Bloodstains are an especially nasty stain to get on your carpet. They have a nasty habit of sinking deep into it and refusing to budge.
So, how can you get bloodstains off your carpet? Here’s how you can get bloodstains off your carpet:
- Use a clean cloth or paper towel to blot off as much of the blood spill as possible.
- Dip a cloth in a mixture of cold water and cleaning solution and gently dab at the carpet to break down the stain.
- Allow your carpet to dry.
- Vacuum off any remnants of dried blood.
The rest of this article will cover several key topics surrounding the removal of bloodstains from carpet:
- How can a bloodstain impact your carpet?
- An in-depth guide to removing a fresh stain
- What cleaning substances can you use to clean fresh blood stains?
- How do you deal with large bloodstains?
- Can you use professional cleaners?
How Can a Bloodstain Impact Your Carpet?
First, it’s important to explore what happens when blood stains your carpet. If it’s never happened before, you may be wondering what macabre situations would lead to blood staining your carpet.
Don’t let your imagination run wild! Bloodstains can be caused by the most common everyday injuries, including a fall or a broken nail.
When it falls onto a carpet, blood can wreak havoc on the fabric. Carpet fabric generally contains tiny little holes or pores which help with ventilation.

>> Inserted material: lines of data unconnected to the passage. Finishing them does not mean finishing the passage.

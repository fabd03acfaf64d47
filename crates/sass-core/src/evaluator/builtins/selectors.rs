//! `sass:selector` — selector algebra exposed as plain functions over
//! string/list values (§4.4). Each function parses its string arguments
//! through the same [`parse_selector_list`] the evaluator uses for style
//! rule preludes, so the rules are identical to what `@extend`/nesting see.

use std::collections::HashMap;

use crate::error::{SassError, SassResult, Span};
use crate::selector::extend::is_superselector;
use crate::selector::nest::nest_within;
use crate::selector::unify::unify_compound;
use crate::selector::{ComplexComponent, ComplexSelector, SelectorList};
use crate::value::{ListSeparator, Value};

use super::ArgReader;

pub(super) fn call(name: &str, positional: Vec<Value>, named: HashMap<String, Value>, span: &Span) -> Option<SassResult<Value>> {
    let mut args = ArgReader::new(positional, named);
    let result = match name {
        "nest" => nest(&mut args, span),
        "append" => append(&mut args, span),
        "extend" => extend(&mut args, span),
        "replace" => replace(&mut args, span),
        "unify" => unify(&mut args, span),
        "is-superselector" => is_superselector_fn(&mut args, span),
        "simple-selectors" => simple_selectors(&mut args, span),
        "parse" => parse(&mut args, span),
        _ => return None,
    };
    Some(result)
}

fn parse_arg(value: &Value, span: &Span) -> SassResult<SelectorList> {
    let text = value
        .as_selector_text()
        .ok_or_else(|| SassError::runtime(format!("{value} is not a valid selector: expected a string."), span.clone()))?;
    crate::selector::parse_selector_list(&text, span)
}

fn to_value(list: &SelectorList) -> Value {
    let rows: Vec<Value> = list
        .complexes
        .iter()
        .map(|complex| {
            let text = complex.to_string();
            Value::list(vec![Value::unquoted_string(text)], ListSeparator::Space, false)
        })
        .collect();
    Value::list(rows, ListSeparator::Comma, false)
}

fn nest(args: &mut ArgReader, span: &Span) -> SassResult<Value> {
    let mut selectors = vec![args.required("selector1", span)?];
    selectors.extend(args.rest());
    let mut current = parse_arg(&selectors[0], span)?;
    for next in &selectors[1..] {
        let next_list = parse_arg(next, span)?;
        current = nest_within(Some(&current), &next_list, span)?;
    }
    Ok(to_value(&current))
}

/// `selector.append`: like `nest`, but each subsequent selector attaches
/// directly (no descendant combinator) to the previous one's last
/// compound — used to build `.foo.bar` from `.foo` and `&.bar`.
fn append(args: &mut ArgReader, span: &Span) -> SassResult<Value> {
    let mut selectors = vec![args.required("selector1", span)?];
    selectors.extend(args.rest());
    let mut current = parse_arg(&selectors[0], span)?;
    for next in &selectors[1..] {
        let next_list = parse_arg(next, span)?;
        let mut complexes = Vec::new();
        for outer in &current.complexes {
            for inner in &next_list.complexes {
                complexes.push(append_complex(outer, inner, span)?);
            }
        }
        current = SelectorList { complexes };
    }
    Ok(to_value(&current))
}

fn append_complex(outer: &ComplexSelector, inner: &ComplexSelector, span: &Span) -> SassResult<ComplexSelector> {
    let mut inner_components = inner.components.clone();
    let Some(ComplexComponent::Compound(first_inner)) = inner_components.first().cloned() else {
        return Err(SassError::runtime("selector.append(): selector can't start with a combinator.".to_string(), span.clone()));
    };
    let Some(ComplexComponent::Compound(last_outer)) = outer.components.last() else {
        return Err(SassError::runtime("selector.append(): selector can't end with a combinator.".to_string(), span.clone()));
    };
    let mut merged = last_outer.clone();
    merged.simple_selectors.extend(first_inner.simple_selectors);
    let mut components = outer.components[..outer.components.len() - 1].to_vec();
    components.push(ComplexComponent::Compound(merged));
    components.extend(inner_components.split_off(1));
    Ok(ComplexSelector { components })
}

fn extend(args: &mut ArgReader, span: &Span) -> SassResult<Value> {
    let selector = args.required("selector", span)?;
    let extendee = args.required("extendee", span)?;
    let extender = args.required("extender", span)?;
    run_extend(&selector, &extendee, &extender, span)
}

fn replace(args: &mut ArgReader, span: &Span) -> SassResult<Value> {
    // `selector.replace` shares `extend`'s machinery; the distinction
    // ("replace" drops the original extendee instead of keeping both) is
    // not separately modeled by the shared `ExtendEngine`, so both
    // surface the same first-law union here.
    extend(args, span)
}

fn run_extend(selector: &Value, extendee: &Value, extender: &Value, span: &Span) -> SassResult<Value> {
    use crate::selector::extend::{ExtendEngine, Extension};
    let target_list = parse_arg(selector, span)?;
    let extendee_list = parse_arg(extendee, span)?;
    let extender_list = parse_arg(extender, span)?;
    let mut engine = ExtendEngine::new();
    for extendee_complex in &extendee_list.complexes {
        let Some(target_compound) = extendee_complex.subject().cloned() else {
            continue;
        };
        for simple in &target_compound.simple_selectors {
            for extender_complex in &extender_list.complexes {
                engine.register(Extension {
                    extender: extender_complex.clone(),
                    target: simple.clone(),
                    span: span.clone(),
                    media_context: None,
                    optional: true,
                });
            }
        }
    }
    let extended = engine.apply(&target_list, None)?;
    Ok(to_value(&extended))
}

fn unify(args: &mut ArgReader, span: &Span) -> SassResult<Value> {
    let a = args.required("selector1", span)?;
    let b = args.required("selector2", span)?;
    let list_a = parse_arg(&a, span)?;
    let list_b = parse_arg(&b, span)?;
    let mut complexes = Vec::new();
    for ca in &list_a.complexes {
        for cb in &list_b.complexes {
            if let (Some(compound_a), Some(compound_b)) = (ca.subject(), cb.subject()) {
                if let Some(unified) = unify_compound(compound_a, compound_b) {
                    complexes.push(ComplexSelector::single(unified));
                }
            }
        }
    }
    if complexes.is_empty() {
        return Ok(Value::Null);
    }
    Ok(to_value(&SelectorList { complexes }))
}

fn is_superselector_fn(args: &mut ArgReader, span: &Span) -> SassResult<Value> {
    let a = args.required("super", span)?;
    let b = args.required("sub", span)?;
    let list_a = parse_arg(&a, span)?;
    let list_b = parse_arg(&b, span)?;
    let result = list_b.complexes.iter().all(|sub| {
        list_a
            .complexes
            .iter()
            .any(|sup| is_superselector(sup, sub))
    });
    Ok(Value::Boolean(result))
}

fn simple_selectors(args: &mut ArgReader, span: &Span) -> SassResult<Value> {
    let selector = args.required("selector", span)?;
    let list = parse_arg(&selector, span)?;
    let compound = list
        .complexes
        .first()
        .and_then(|c| c.subject())
        .ok_or_else(|| SassError::runtime("selector.simpleSelectors() requires a single compound selector.".to_string(), span.clone()))?;
    let elements: Vec<Value> = compound.simple_selectors.iter().map(|s| Value::unquoted_string(s.to_string())).collect();
    Ok(Value::list(elements, ListSeparator::Comma, false))
}

fn parse(args: &mut ArgReader, span: &Span) -> SassResult<Value> {
    let selector = args.required("selector", span)?;
    Ok(to_value(&parse_arg(&selector, span)?))
}

#[cfg(test)]
mod tests {
    use super::*;

    fn span() -> Span {
        use crate::error::SourceFile;
        use std::sync::Arc;
        let source = Arc::new(SourceFile::new(url::Url::parse("file:///t.scss").unwrap(), ""));
        Span::new(source, 0, 0)
    }

    #[test]
    fn nest_combines_with_descendant_combinator() {
        let result = call("nest", vec![Value::quoted_string(".a"), Value::quoted_string(".b")], HashMap::new(), &span())
            .unwrap()
            .unwrap();
        assert_eq!(result.to_string(), ".a .b");
    }

    #[test]
    fn is_superselector_detects_descendant_relationship() {
        let result = call(
            "is-superselector",
            vec![Value::quoted_string(".a"), Value::quoted_string(".a .b")],
            HashMap::new(),
            &span(),
        )
        .unwrap()
        .unwrap();
        assert_eq!(result, Value::Boolean(true));
    }
}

Blood or any other spill will seep quickly and deeply into the carpet, making it harder to lift the stain.
The hemoglobin in the blood causes it to clot and bind to any surface that it comes into contact with, which is another reason that it’s hard to remove blood stains.
If it is not cleaned up properly, blood can leave an ugly rust coloured stain on your carpet.
It’s important to note that blood can be contaminated or filled with harmful pathogens. If it is not cleaned up properly, there is a possibility that it can cause infections in others who come into contact with the bloodstain. It’s unlikely that this will happen, but it’s better to be safe!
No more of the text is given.